* [EXERCISE GOAL]: Scan the data below. Pull out each line where "increasing" occurs.

* [TASK INPUTS]:
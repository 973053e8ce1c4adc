use std::ops::Range;

use common::{Error, Result};

/// The three roles the rows of a fold are assigned to
#[derive(Debug, Clone, Copy, PartialEq, Eq)]
pub enum SplitRole {
    /// Rows the ridge weights are fitted on
    Train,
    /// Rows the ridge strength is selected on
    Select,
    /// Held out rows the selected model is scored on
    Test,
}

/// Disjoint, order preserving row ranges of the three roles.
/// Together they cover `0..num_rows` without gaps.
#[derive(Debug, Clone, PartialEq, Eq)]
pub struct FoldSplit {
    train: Vec<Range<usize>>,
    select: Vec<Range<usize>>,
    test: Vec<Range<usize>>,
}

impl FoldSplit {
    /// Split trials of a stratified ordering into the first 80% for training,
    /// the next 10% for selection and the remainder for testing.
    /// With `n` trials the selection starts at trial `floor(0.8 n) - 1` and
    /// the test at trial `floor(0.9 n) - 1`.
    ///
    /// # Arguments:
    /// trial_starts: First row of every trial, increasing
    /// num_rows: Total number of rows
    pub fn stratified(trial_starts: &[usize], num_rows: usize) -> Result<Self> {
        let n = trial_starts.len();
        let select_trial = (0.8 * n as f64).floor() as usize;
        let test_trial = (0.9 * n as f64).floor() as usize;
        if select_trial == 0 || test_trial <= select_trial {
            return Err(Error::InvalidConfig(format!(
                "{n} trials are too few for a train, select and test split"
            )));
        }
        let select_start = trial_starts[select_trial - 1];
        let test_start = trial_starts[test_trial - 1];
        debug!(
            "stratified split of {} trials at rows {} and {} of {}",
            n, select_start, test_start, num_rows
        );

        Ok(Self {
            train: vec![0..select_start],
            select: vec![select_start..test_start],
            test: vec![test_start..num_rows],
        })
    }

    /// Hold out the `fold`-th of `k` contiguous blocks. The first
    /// `num_rows % k` blocks are one row longer. The held out block's first
    /// half, rounded half to even, selects and the rest tests.
    pub fn k_fold(num_rows: usize, k: usize, fold: usize) -> Result<Self> {
        if k < 2 || num_rows < k {
            return Err(Error::InvalidConfig(format!(
                "cannot split {num_rows} rows into {k} folds"
            )));
        }
        if fold >= k {
            return Err(Error::InvalidConfig(format!("fold {fold} out of {k}")));
        }
        let base = num_rows / k;
        let extra = num_rows % k;
        let block_len = |j: usize| base + usize::from(j < extra);
        let start: usize = (0..fold).map(block_len).sum();
        let end = start + block_len(fold);

        let len = end - start;
        let half = len / 2;
        let num_select = if len % 2 == 1 && half % 2 == 1 { half + 1 } else { half };

        let train = [0..start, end..num_rows].into_iter().filter(|r| !r.is_empty()).collect();
        Ok(Self {
            train,
            select: vec![start..start + num_select],
            test: vec![start + num_select..end],
        })
    }

    /// The ranges of one role
    pub fn ranges(&self, role: SplitRole) -> &[Range<usize>] {
        match role {
            SplitRole::Train => &self.train,
            SplitRole::Select => &self.select,
            SplitRole::Test => &self.test,
        }
    }

    /// The rows of one role in increasing order
    pub fn rows(&self, role: SplitRole) -> Vec<usize> {
        self.ranges(role).iter().flat_map(|r| r.clone()).collect()
    }

    /// Number of rows of one role
    pub fn len(&self, role: SplitRole) -> usize {
        self.ranges(role).iter().map(|r| r.len()).sum()
    }
}

#[cfg(test)]
mod tests {
    use super::*;

    const ROLES: [SplitRole; 3] = [SplitRole::Train, SplitRole::Select, SplitRole::Test];

    fn assert_partition(split: &FoldSplit, num_rows: usize) {
        let mut seen = vec![0; num_rows];
        for role in ROLES {
            let rows = split.rows(role);
            assert!(rows.windows(2).all(|w| w[0] < w[1]));
            for r in rows {
                seen[r] += 1;
            }
        }
        assert!(seen.iter().all(|s| *s == 1), "rows covered {:?}", seen);
    }

    #[test]
    fn stratified_boundaries() {
        if let Err(_) = pretty_env_logger::try_init() {}

        // 20 trials of 5 rows each
        let starts: Vec<usize> = (0..20).map(|i| i * 5).collect();
        let split = FoldSplit::stratified(&starts, 100).unwrap();

        assert_eq!(split.ranges(SplitRole::Train), &[0..75]);
        assert_eq!(split.ranges(SplitRole::Select), &[75..85]);
        assert_eq!(split.ranges(SplitRole::Test), &[85..100]);
        assert_partition(&split, 100);
    }

    #[test]
    fn stratified_uneven_trials() {
        let starts = [0, 3, 10, 11, 20, 26, 30, 41, 45, 50];
        let split = FoldSplit::stratified(&starts, 57).unwrap();

        assert_eq!(split.ranges(SplitRole::Train), &[0..41]);
        assert_eq!(split.ranges(SplitRole::Select), &[41..45]);
        assert_eq!(split.ranges(SplitRole::Test), &[45..57]);
        assert_partition(&split, 57);
    }

    #[test]
    fn stratified_too_few_trials() {
        assert!(FoldSplit::stratified(&[0, 4, 8], 12).is_err());
        assert!(FoldSplit::stratified(&[], 0).is_err());
    }

    #[test]
    fn k_fold_partitions_every_fold() {
        for num_rows in [10, 11, 23, 100] {
            for fold in 0..5 {
                let split = FoldSplit::k_fold(num_rows, 5, fold).unwrap();
                assert_partition(&split, num_rows);
            }
        }
    }

    #[test]
    fn k_fold_block_sizes() {
        // 23 rows: blocks of 5, 5, 5, 4, 4
        let first = FoldSplit::k_fold(23, 5, 0).unwrap();
        assert_eq!(first.ranges(SplitRole::Train), &[5..23]);
        assert_eq!(first.ranges(SplitRole::Select), &[0..2]);
        assert_eq!(first.ranges(SplitRole::Test), &[2..5]);

        let middle = FoldSplit::k_fold(23, 5, 3).unwrap();
        assert_eq!(middle.ranges(SplitRole::Train), &[0..15, 19..23]);
        assert_eq!(middle.ranges(SplitRole::Select), &[15..17]);
        assert_eq!(middle.ranges(SplitRole::Test), &[17..19]);
        assert_eq!(middle.len(SplitRole::Train), 19);
    }

    #[test]
    fn k_fold_select_rounds_half_to_even() {
        // held out block of 7 rows: 3.5 rounds to 4
        let split = FoldSplit::k_fold(14, 2, 1).unwrap();
        assert_eq!(split.len(SplitRole::Select), 4);
        assert_eq!(split.len(SplitRole::Test), 3);

        // held out block of 5 rows: 2.5 rounds to 2
        let split = FoldSplit::k_fold(10, 2, 0).unwrap();
        assert_eq!(split.len(SplitRole::Select), 2);
        assert_eq!(split.len(SplitRole::Test), 3);
    }

    #[test]
    fn k_fold_rejects_invalid() {
        assert!(FoldSplit::k_fold(3, 5, 0).is_err());
        assert!(FoldSplit::k_fold(10, 5, 5).is_err());
        assert!(FoldSplit::k_fold(10, 1, 0).is_err());
    }
}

* [EXERCISE RESPONSE]:
    /// trial_starts: First row of every trial, increasing
    /// The rows of one role in increasing order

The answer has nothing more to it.